Task instructions :: Below are the records; restate all of them word for word.

Entries taken from a collection ::
-*-*-
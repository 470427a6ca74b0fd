//! Events emitted by the core for external collaborators
//!
//! Every consumer (audio, log presentation, decorative spawners) matches on
//! these enums exhaustively; nothing is dispatched by string tag.

use glam::IVec2;
use serde::{Deserialize, Serialize};

use super::state::ItemTier;
use crate::color::Color;

/// Why a run ended
#[derive(Debug, Clone, Copy, PartialEq, Eq, Serialize, Deserialize)]
pub enum CollisionCause {
    /// Head left the grid
    Wall,
    /// Head entered a live segment
    SelfHit,
}

/// Structured, one-way event stream out of the core
#[derive(Debug, Clone, PartialEq, Serialize, Deserialize)]
pub enum GameEvent {
    /// `start()` moved the run from Ready to Running
    RunStarted,
    /// Fresh creature, counters zeroed, particles cleared
    RunReset,
    ItemSpawned {
        cell: IVec2,
        tier: ItemTier,
        /// Display color the item was placed with
        color: Color,
    },
    ItemConsumed {
        cell: IVec2,
        tier: ItemTier,
        combo: u32,
        score: u32,
    },
    LevelUp {
        level: u32,
        speed: f32,
    },
    /// Terminal for the current run
    Collision {
        cell: IVec2,
        cause: CollisionCause,
    },
    Paused,
    Resumed,
    /// Placement gave up sampling and accepted a possibly occupied cell
    PlacementFallback {
        attempts: u32,
        cell: IVec2,
    },
    VisibilityChanged {
        active: bool,
    },
    /// A collaborator failed while handling an event
    SinkFault {
        sink: String,
        message: String,
    },
}

/// Sound hooks for an external audio sink
#[derive(Debug, Clone, Copy, PartialEq, Eq, Serialize, Deserialize)]
pub enum AudioCue {
    ConsumedPlain,
    ConsumedTierA,
    ConsumedTierB,
    Collision,
    LevelUp,
    /// One layer of the run-ending blast (0 = loudest, played first)
    Explosion { layer: u8 },
    Pause,
    Resume,
}

impl AudioCue {
    /// Suggested playback volume
    pub fn volume(&self) -> f32 {
        match self {
            AudioCue::Explosion { layer } => match layer {
                0 => 0.85,
                1 => 0.55,
                _ => 0.35,
            },
            AudioCue::LevelUp => 0.9,
            _ => 1.0,
        }
    }

    /// Suggested delay after the triggering event
    pub fn delay_ms(&self) -> f64 {
        match self {
            AudioCue::Explosion { layer } => *layer as f64 * 100.0,
            _ => 0.0,
        }
    }
}

impl GameEvent {
    /// Short stable tag for presentation layers
    pub fn tag(&self) -> &'static str {
        match self {
            GameEvent::RunStarted => "run-started",
            GameEvent::RunReset => "run-reset",
            GameEvent::ItemSpawned { tier, .. } => match tier {
                ItemTier::Plain => "spawn-plain",
                ItemTier::TierA => "spawn-tier-a",
                ItemTier::TierB => "spawn-tier-b",
            },
            GameEvent::ItemConsumed { tier, .. } => match tier {
                ItemTier::Plain => "consumed-plain",
                ItemTier::TierA => "consumed-tier-a",
                ItemTier::TierB => "consumed-tier-b",
            },
            GameEvent::LevelUp { .. } => "level-up",
            GameEvent::Collision { .. } => "collision",
            GameEvent::Paused => "paused",
            GameEvent::Resumed => "resumed",
            GameEvent::PlacementFallback { .. } => "placement-fallback",
            GameEvent::VisibilityChanged { .. } => "visibility",
            GameEvent::SinkFault { .. } => "sink-fault",
        }
    }

    /// Audio cues this event should trigger (fire-and-forget)
    pub fn audio_cues(&self) -> &'static [AudioCue] {
        match self {
            GameEvent::ItemConsumed { tier, .. } => match tier {
                ItemTier::Plain => &[AudioCue::ConsumedPlain],
                ItemTier::TierA => &[AudioCue::ConsumedTierA],
                ItemTier::TierB => &[AudioCue::ConsumedTierB],
            },
            GameEvent::Collision { .. } => &[
                AudioCue::Collision,
                AudioCue::Explosion { layer: 0 },
                AudioCue::Explosion { layer: 1 },
                AudioCue::Explosion { layer: 2 },
            ],
            GameEvent::LevelUp { .. } => &[AudioCue::LevelUp],
            GameEvent::Paused => &[AudioCue::Pause],
            GameEvent::Resumed => &[AudioCue::Resume],
            GameEvent::RunStarted
            | GameEvent::RunReset
            | GameEvent::ItemSpawned { .. }
            | GameEvent::PlacementFallback { .. }
            | GameEvent::VisibilityChanged { .. }
            | GameEvent::SinkFault { .. } => &[],
        }
    }
}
-*-*-
Problem solution ::
repository 470427a6ca74b0fd
//! Events emitted by the core for external collaborators
//!
//! Every consumer (audio, log presentation, decorative spawners) matches on
//! these enums exhaustively; nothing is dispatched by string tag.

use glam::IVec2;
use serde::{Deserialize, Serialize};

use super::state::ItemTier;
use crate::color::Color;

/// Why a run ended
#[derive(Debug, Clone, Copy, PartialEq, Eq, Serialize, Deserialize)]
pub enum CollisionCause {
    /// Head left the grid
    Wall,
    /// Head entered a live segment
    SelfHit,
}

/// Structured, one-way event stream out of the core
#[derive(Debug, Clone, PartialEq, Serialize, Deserialize)]
pub enum GameEvent {
    /// `start()` moved the run from Ready to Running
    RunStarted,
    /// Fresh creature, counters zeroed, particles cleared
    RunReset,
    ItemSpawned {
        cell: IVec2,
        tier: ItemTier,
        /// Display color the item was placed with
        color: Color,
    },
    ItemConsumed {
        cell: IVec2,
        tier: ItemTier,
        combo: u32,
        score: u32,
    },
    LevelUp {
        level: u32,
        speed: f32,
    },
    /// Terminal for the current run
    Collision {
        cell: IVec2,
        cause: CollisionCause,
    },
    Paused,
    Resumed,
    /// Placement gave up sampling and accepted a possibly occupied cell
    PlacementFallback {
        attempts: u32,
        cell: IVec2,
    },
    VisibilityChanged {
        active: bool,
    },
    /// A collaborator failed while handling an event
    SinkFault {
        sink: String,
        message: String,
    },
}

/// Sound hooks for an external audio sink
#[derive(Debug, Clone, Copy, PartialEq, Eq, Serialize, Deserialize)]
pub enum AudioCue {
    ConsumedPlain,
    ConsumedTierA,
    ConsumedTierB,
    Collision,
    LevelUp,
    /// One layer of the run-ending blast (0 = loudest, played first)
    Explosion { layer: u8 },
    Pause,
    Resume,
}

impl AudioCue {
    /// Suggested playback volume
    pub fn volume(&self) -> f32 {
        match self {
            AudioCue::Explosion { layer } => match layer {
                0 => 0.85,
                1 => 0.55,
                _ => 0.35,
            },
            AudioCue::LevelUp => 0.9,
            _ => 1.0,
        }
    }

    /// Suggested delay after the triggering event
    pub fn delay_ms(&self) -> f64 {
        match self {
            AudioCue::Explosion { layer } => *layer as f64 * 100.0,
            _ => 0.0,
        }
    }
}

impl GameEvent {
    /// Short stable tag for presentation layers
    pub fn tag(&self) -> &'static str {
        match self {
            GameEvent::RunStarted => "run-started",
            GameEvent::RunReset => "run-reset",
            GameEvent::ItemSpawned { tier, .. } => match tier {
                ItemTier::Plain => "spawn-plain",
                ItemTier::TierA => "spawn-tier-a",
                ItemTier::TierB => "spawn-tier-b",
            },
            GameEvent::ItemConsumed { tier, .. } => match tier {
                ItemTier::Plain => "consumed-plain",
                ItemTier::TierA => "consumed-tier-a",
                ItemTier::TierB => "consumed-tier-b",
            },
            GameEvent::LevelUp { .. } => "level-up",
            GameEvent::Collision { .. } => "collision",
            GameEvent::Paused => "paused",
            GameEvent::Resumed => "resumed",
            GameEvent::PlacementFallback { .. } => "placement-fallback",
            GameEvent::VisibilityChanged { .. } => "visibility",
            GameEvent::SinkFault { .. } => "sink-fault",
        }
    }

    /// Audio cues this event should trigger (fire-and-forget)
    pub fn audio_cues(&self) -> &'static [AudioCue] {
        match self {
            GameEvent::ItemConsumed { tier, .. } => match tier {
                ItemTier::Plain => &[AudioCue::ConsumedPlain],
                ItemTier::TierA => &[AudioCue::ConsumedTierA],
                ItemTier::TierB => &[AudioCue::ConsumedTierB],
            },
            GameEvent::Collision { .. } => &[
                AudioCue::Collision,
                AudioCue::Explosion { layer: 0 },
                AudioCue::Explosion { layer: 1 },
                AudioCue::Explosion { layer: 2 },
            ],
            GameEvent::LevelUp { .. } => &[AudioCue::LevelUp],
            GameEvent::Paused => &[AudioCue::Pause],
            GameEvent::Resumed => &[AudioCue::Resume],
            GameEvent::RunStarted
            | GameEvent::RunReset
            | GameEvent::ItemSpawned { .. }
            | GameEvent::PlacementFallback { .. }
            | GameEvent::VisibilityChanged { .. }
            | GameEvent::SinkFault { .. } => &[],
        }
    }
}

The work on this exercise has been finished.